▶ **What the exercise asks**
Reproduce every record precisely, leaving no line out.

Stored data

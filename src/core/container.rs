//! Gemeinsamer Einfüge-Vertrag für die Karte und für Compound-Items.

use glam::Vec3;

use super::error::{TopologyError, TopologyResult};
use super::items::{Item, ItemKind};
use super::{ItemId, Map, NodeId, Owner};

/// Ziel, in das neue Nodes und Items eingefügt werden.
///
/// Die Item-Konstruktoren (`Road::add`, `Prefab::add`, ...) sind generisch
/// über diesen Trait und funktionieren dadurch gleichermaßen direkt in der
/// Karte wie innerhalb eines Compounds.
pub trait ItemContainer {
    /// Zugrunde liegende Karte (Arena, UIDs, Index).
    fn map_mut(&mut self) -> &mut Map;

    /// Besitzer, den neue Entitäten bekommen.
    fn owner(&self) -> Owner;

    /// Erzeugt einen unverbundenen Node.
    fn add_node(&mut self, position: Vec3, is_red: bool) -> TopologyResult<NodeId> {
        let owner = self.owner();
        self.map_mut().create_node(position, is_red, owner)
    }

    /// Hängt ein Item ein, dessen Nodes bereits existieren.
    fn add_item(&mut self, item: Item) -> TopologyResult<ItemId> {
        let owner = self.owner();
        self.map_mut().attach_item(item, owner)
    }
}

impl ItemContainer for Map {
    fn map_mut(&mut self) -> &mut Map {
        self
    }

    fn owner(&self) -> Owner {
        Owner::Root
    }
}

/// Fügt Entitäten als Kinder eines bestehenden Compounds ein.
pub struct CompoundScope<'a> {
    map: &'a mut Map,
    compound: ItemId,
}

impl<'a> CompoundScope<'a> {
    pub fn new(map: &'a mut Map, compound: ItemId) -> TopologyResult<Self> {
        let item = map.item_entry(compound)?;
        if item.kind() != ItemKind::Compound {
            return Err(TopologyError::WrongShape {
                uid: item.uid,
                expected: ItemKind::Compound.name(),
            });
        }
        Ok(Self { map, compound })
    }

    pub fn compound(&self) -> ItemId {
        self.compound
    }
}

impl ItemContainer for CompoundScope<'_> {
    fn map_mut(&mut self) -> &mut Map {
        self.map
    }

    fn owner(&self) -> Owner {
        Owner::Compound(self.compound)
    }
}
//! Topologie-Engine: alle strukturellen Graph-Operationen.
//!
//! Jede Operation prüft ihre Vorbedingungen vollständig, bevor sie die Karte
//! verändert, und stößt danach die Rotations-/Längen-Propagation an.

pub mod attach;
pub mod chain;
pub mod compound;
pub mod delete;
pub mod merge;
pub mod origin;

pub use attach::{attach, attach_all, AttachPoint};
pub use chain::{
    add_path, add_polygon, add_polyline, add_single_node, append_path_node, append_polyline,
    prepend_path_node, prepend_polyline,
};
pub use compound::{compound_items, uncompound_items};
pub use delete::delete_item;
pub use merge::{merge, split};
pub use origin::change_origin;

use std::f32::consts::PI;

use glam::Quat;

use super::items::{ItemData, ShapeKind};
use super::{Direction, ItemId, Map, NodeId};

/// Verbindung eines Nodes zu einem Prefab.
#[derive(Debug, Clone, Copy, PartialEq, Eq)]
pub(crate) struct PrefabLink {
    pub prefab: ItemId,
    pub slot: Direction,
    pub is_origin: bool,
}

/// Prefab im angegebenen Slot des Nodes, falls vorhanden.
pub(crate) fn prefab_in_slot(map: &Map, node: NodeId, slot: Direction) -> Option<PrefabLink> {
    let item_id = map.node(node)?.item_in(slot)?;
    match &map.item(item_id)?.data {
        ItemData::Prefab(prefab) => Some(PrefabLink {
            prefab: item_id,
            slot,
            is_origin: prefab
                .shape
                .origin_node()
                .is_some_and(|origin| origin.points_to(node)),
        }),
        _ => None,
    }
}

/// Bevorzugt das Prefab im Forward-Slot (umgedrehte Form).
pub(crate) fn prefab_link(map: &Map, node: NodeId) -> Option<PrefabLink> {
    prefab_in_slot(map, node, Direction::Forward)
        .or_else(|| prefab_in_slot(map, node, Direction::Backward))
}

/// Rotation um 180° um die Hochachse.
pub(crate) fn flip_rotation(rotation: Quat) -> Quat {
    (rotation * Quat::from_rotation_y(PI)).normalize()
}

/// Farbe, die ein Polyline-/Prefab-Node aus seinen Slots ergibt.
pub(crate) fn expected_color(map: &Map, node: NodeId) -> Option<bool> {
    let entry = map.node(node)?;
    if prefab_in_slot(map, node, Direction::Forward).is_some() {
        return Some(true);
    }
    if let Some(link) = prefab_in_slot(map, node, Direction::Backward) {
        return Some(link.is_origin);
    }
    Some(entry.backward_item.is_none() && entry.forward_item.is_some())
}

/// Färbt einen Node nach seinen Slots neu.
///
/// Nodes von Polygonen, Pfaden, Einzel-Node- und Slave-Items behalten ihre
/// Farbe; dort ist sie durch die Reihenfolge im Item festgelegt.
pub(crate) fn recolor(map: &mut Map, node: NodeId) {
    let Some(entry) = map.node(node) else {
        return;
    };
    let chain_node = entry.items().all(|item| {
        map.item(item).is_some_and(|i| {
            matches!(
                i.kind().shape_kind(),
                ShapeKind::Polyline | ShapeKind::Prefab
            )
        })
    });
    if !chain_node || entry.is_orphaned() {
        return;
    }
    if let Some(red) = expected_color(map, node) {
        if let Some(entry) = map.node_mut(node) {
            entry.set_red(red);
        }
    }
}

/// Bringt einen Prefab-Node zurück in die Normalform (Prefab im Backward-Slot),
/// wenn der Backward-Slot frei ist.
pub(crate) fn normalize_prefab_node(map: &mut Map, node: NodeId) {
    let Some(link) = prefab_in_slot(map, node, Direction::Forward) else {
        return;
    };
    let Some(entry) = map.node_mut(node) else {
        return;
    };
    if entry.backward_item.is_some() {
        return;
    }
    entry.set_item_in(Direction::Forward, None);
    entry.set_item_in(Direction::Backward, Some(link.prefab));
    entry.rotation = flip_rotation(entry.rotation);
}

▶ **Solution**
filename src/core/container.rs
//! Gemeinsamer Einfüge-Vertrag für die Karte und für Compound-Items.

use glam::Vec3;

use super::error::{TopologyError, TopologyResult};
use super::items::{Item, ItemKind};
use super::{ItemId, Map, NodeId, Owner};

/// Ziel, in das neue Nodes und Items eingefügt werden.
///
/// Die Item-Konstruktoren (`Road::add`, `Prefab::add`, ...) sind generisch
/// über diesen Trait und funktionieren dadurch gleichermaßen direkt in der
/// Karte wie innerhalb eines Compounds.
pub trait ItemContainer {
    /// Zugrunde liegende Karte (Arena, UIDs, Index).
    fn map_mut(&mut self) -> &mut Map;

    /// Besitzer, den neue Entitäten bekommen.
    fn owner(&self) -> Owner;

    /// Erzeugt einen unverbundenen Node.
    fn add_node(&mut self, position: Vec3, is_red: bool) -> TopologyResult<NodeId> {
        let owner = self.owner();
        self.map_mut().create_node(position, is_red, owner)
    }

    /// Hängt ein Item ein, dessen Nodes bereits existieren.
    fn add_item(&mut self, item: Item) -> TopologyResult<ItemId> {
        let owner = self.owner();
        self.map_mut().attach_item(item, owner)
    }
}

impl ItemContainer for Map {
    fn map_mut(&mut self) -> &mut Map {
        self
    }

    fn owner(&self) -> Owner {
        Owner::Root
    }
}

/// Fügt Entitäten als Kinder eines bestehenden Compounds ein.
pub struct CompoundScope<'a> {
    map: &'a mut Map,
    compound: ItemId,
}

impl<'a> CompoundScope<'a> {
    pub fn new(map: &'a mut Map, compound: ItemId) -> TopologyResult<Self> {
        let item = map.item_entry(compound)?;
        if item.kind() != ItemKind::Compound {
            return Err(TopologyError::WrongShape {
                uid: item.uid,
                expected: ItemKind::Compound.name(),
            });
        }
        Ok(Self { map, compound })
    }

    pub fn compound(&self) -> ItemId {
        self.compound
    }
}

impl ItemContainer for CompoundScope<'_> {
    fn map_mut(&mut self) -> &mut Map {
        self.map
    }

    fn owner(&self) -> Owner {
        Owner::Compound(self.compound)
    }
}
//! Topologie-Engine: alle strukturellen Graph-Operationen.
//!
//! Jede Operation prüft ihre Vorbedingungen vollständig, bevor sie die Karte
//! verändert, und stößt danach die Rotations-/Längen-Propagation an.

pub mod attach;
pub mod chain;
pub mod compound;
pub mod delete;
pub mod merge;
pub mod origin;

pub use attach::{attach, attach_all, AttachPoint};
pub use chain::{
    add_path, add_polygon, add_polyline, add_single_node, append_path_node, append_polyline,
    prepend_path_node, prepend_polyline,
};
pub use compound::{compound_items, uncompound_items};
pub use delete::delete_item;
pub use merge::{merge, split};
pub use origin::change_origin;

use std::f32::consts::PI;

use glam::Quat;

use super::items::{ItemData, ShapeKind};
use super::{Direction, ItemId, Map, NodeId};

/// Verbindung eines Nodes zu einem Prefab.
#[derive(Debug, Clone, Copy, PartialEq, Eq)]
pub(crate) struct PrefabLink {
    pub prefab: ItemId,
    pub slot: Direction,
    pub is_origin: bool,
}

/// Prefab im angegebenen Slot des Nodes, falls vorhanden.
pub(crate) fn prefab_in_slot(map: &Map, node: NodeId, slot: Direction) -> Option<PrefabLink> {
    let item_id = map.node(node)?.item_in(slot)?;
    match &map.item(item_id)?.data {
        ItemData::Prefab(prefab) => Some(PrefabLink {
            prefab: item_id,
            slot,
            is_origin: prefab
                .shape
                .origin_node()
                .is_some_and(|origin| origin.points_to(node)),
        }),
        _ => None,
    }
}

/// Bevorzugt das Prefab im Forward-Slot (umgedrehte Form).
pub(crate) fn prefab_link(map: &Map, node: NodeId) -> Option<PrefabLink> {
    prefab_in_slot(map, node, Direction::Forward)
        .or_else(|| prefab_in_slot(map, node, Direction::Backward))
}

/// Rotation um 180° um die Hochachse.
pub(crate) fn flip_rotation(rotation: Quat) -> Quat {
    (rotation * Quat::from_rotation_y(PI)).normalize()
}

/// Farbe, die ein Polyline-/Prefab-Node aus seinen Slots ergibt.
pub(crate) fn expected_color(map: &Map, node: NodeId) -> Option<bool> {
    let entry = map.node(node)?;
    if prefab_in_slot(map, node, Direction::Forward).is_some() {
        return Some(true);
    }
    if let Some(link) = prefab_in_slot(map, node, Direction::Backward) {
        return Some(link.is_origin);
    }
    Some(entry.backward_item.is_none() && entry.forward_item.is_some())
}

/// Färbt einen Node nach seinen Slots neu.
///
/// Nodes von Polygonen, Pfaden, Einzel-Node- und Slave-Items behalten ihre
/// Farbe; dort ist sie durch die Reihenfolge im Item festgelegt.
pub(crate) fn recolor(map: &mut Map, node: NodeId) {
    let Some(entry) = map.node(node) else {
        return;
    };
    let chain_node = entry.items().all(|item| {
        map.item(item).is_some_and(|i| {
            matches!(
                i.kind().shape_kind(),
                ShapeKind::Polyline | ShapeKind::Prefab
            )
        })
    });
    if !chain_node || entry.is_orphaned() {
        return;
    }
    if let Some(red) = expected_color(map, node) {
        if let Some(entry) = map.node_mut(node) {
            entry.set_red(red);
        }
    }
}

/// Bringt einen Prefab-Node zurück in die Normalform (Prefab im Backward-Slot),
/// wenn der Backward-Slot frei ist.
pub(crate) fn normalize_prefab_node(map: &mut Map, node: NodeId) {
    let Some(link) = prefab_in_slot(map, node, Direction::Forward) else {
        return;
    };
    let Some(entry) = map.node_mut(node) else {
        return;
    };
    if entry.backward_item.is_some() {
        return;
    }
    entry.set_item_in(Direction::Forward, None);
    entry.set_item_in(Direction::Backward, Some(link.prefab));
    entry.rotation = flip_rotation(entry.rotation);
}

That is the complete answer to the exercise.